Lastly, when storing the Power Balls in an airtight container, place a layer of parchment paper between each layer of Power Balls so that they don’t stick together. They should stay fresh in the refrigerator for up to two weeks or freeze them for up to three months.

By following these helpful tips, I’m sure you’ll achieve perfect results every time with this delicious and healthy snack!

Bottom Line


So there you have it, folks! My ultimate Gluten-Free Power Balls Recipe is perfect for anyone looking for a healthy, tasty and easy-to-make snack that can also fit into specific dietary needs such as gluten-free, dairy-free and vegan.

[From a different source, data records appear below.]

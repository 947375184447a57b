/// HTTP client for the classification service
///
/// `POST <base>/classify` with a multipart body holding the picked file under
/// the `image` field. A 2xx answer must carry `{ "response": "<id>" }`; the
/// older `{ "classification": "<id>" }` shape is still accepted.

use async_trait::async_trait;
use reqwest::multipart::{Form, Part};
use reqwest::Client;
use serde::Deserialize;
use std::time::Duration;

use crate::classifier::interface::ClassificationService;
use crate::config::Config;
use crate::error::ClassifyError;
use crate::state::data::{ClassificationResult, SelectedImage};

/// Multipart field name the service reads the upload from
pub const IMAGE_FIELD: &str = "image";

pub struct HttpClassificationService {
    client: Client,
    endpoint: String,
    timeout: Duration,
}

impl HttpClassificationService {
    pub fn new(config: &Config) -> Result<Self, reqwest::Error> {
        let client = Client::builder().timeout(config.request_timeout).build()?;

        Ok(Self {
            client,
            endpoint: config.classify_endpoint(),
            timeout: config.request_timeout,
        })
    }

    pub fn endpoint(&self) -> &str {
        &self.endpoint
    }

    fn request_error(&self, err: reqwest::Error) -> ClassifyError {
        if err.is_timeout() {
            ClassifyError::Timeout(self.timeout)
        } else {
            ClassifyError::Transport(err.to_string())
        }
    }
}

#[async_trait]
impl ClassificationService for HttpClassificationService {
    async fn classify(&self, image: &SelectedImage) -> Result<ClassificationResult, ClassifyError> {
        let part = Part::bytes(image.bytes.to_vec())
            .file_name(image.file_name.clone())
            .mime_str(&image.mime_type)
            .map_err(|e| self.request_error(e))?;
        let form = Form::new().part(IMAGE_FIELD, part);

        log::debug!("POST {} ({} bytes)", self.endpoint, image.bytes.len());

        let response = self
            .client
            .post(&self.endpoint)
            .multipart(form)
            .send()
            .await
            .map_err(|e| self.request_error(e))?;

        let status = response.status();
        if !status.is_success() {
            return Err(ClassifyError::Http(status.as_u16()));
        }

        let body = response.bytes().await.map_err(|e| self.request_error(e))?;
        parse_response(&body)
    }
}

#[derive(Deserialize)]
struct ClassifyResponse {
    response: Option<String>,
    classification: Option<String>,
}

/// Extract the identifier from a 2xx body
pub fn parse_response(body: &[u8]) -> Result<ClassificationResult, ClassifyError> {
    let parsed: ClassifyResponse = serde_json::from_slice(body)
        .map_err(|e| ClassifyError::InvalidResponse(e.to_string()))?;

    parsed
        .response
        .filter(|id| !id.is_empty())
        .or_else(|| parsed.classification.filter(|id| !id.is_empty()))
        .map(ClassificationResult::new)
        .ok_or_else(|| ClassifyError::InvalidResponse("no `response` field in body".to_string()))
}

These power balls are packed with energy and nutrition from wholesome ingredients such as oats, nut butter, honey and protein powder. Plus, they can be easily customized to match your personal taste preferences or to use up any leftovers in your pantry.

Give this recipe a try and see how these power balls could soon become your go-to snack for a quick boost of energy or a sweet treat on-the-go. And don’t forget to share your pictures and feedback with me on social media using the hashtag #glutenfreepowerballs.

Lastly, I believe that cooking and eating healthy should not be a chore or a sacrifice. Rather, it can be an enjoyable and creative way to nourish ourselves and our loved ones. Let’s embrace the benefits of wholesome foods and good cooking practices as much as possible.

Thank you for reading this article! Stay tuned for more delicious and nutritious recipes coming soon.

Gluten Free Power Balls

Gluten Free Power Balls Recipe

Got this from a childrens recipe magazine and modified it with gluten free products.
No ratings yet
Prep Time 15 mins
Cook Time 0 mins
Course Snack
Cuisine Gluten-free
Servings 12 muffin size balls
Calories 312.4 kcal


  • 1 cup peanut butter
  • 1/2 cup pure honey
  • 3 cups gluten-free oats
  • 1 cup sliced almonds (any nut)
  • 1 cup pumpkin seeds (any nut)
  • 1 cup golden raisin (any dried fruit)


  • Mix peanut butter and honey in a standing mixer until smooth.
  • Add oats in gradually.
  • Add nuts.
  • Add rasins.
  • Use a ice cream scooper (x2), use muffin holders, refrigerate over night. Freeze well with air tight container and wax paper.
  • Put in muffin pan.

Add Your Own Notes


Serving: 66gCalories: 312.4kcalCarbohydrates: 29gProtein: 10.3gFat: 20gSaturated Fat: 3.5gSodium: 102.8mgFiber: 3.1gSugar: 21.2g
Keyword < 15 Mins, Breakfast, Inexpensive, Lunch
Tried this recipe?Let us know how it was!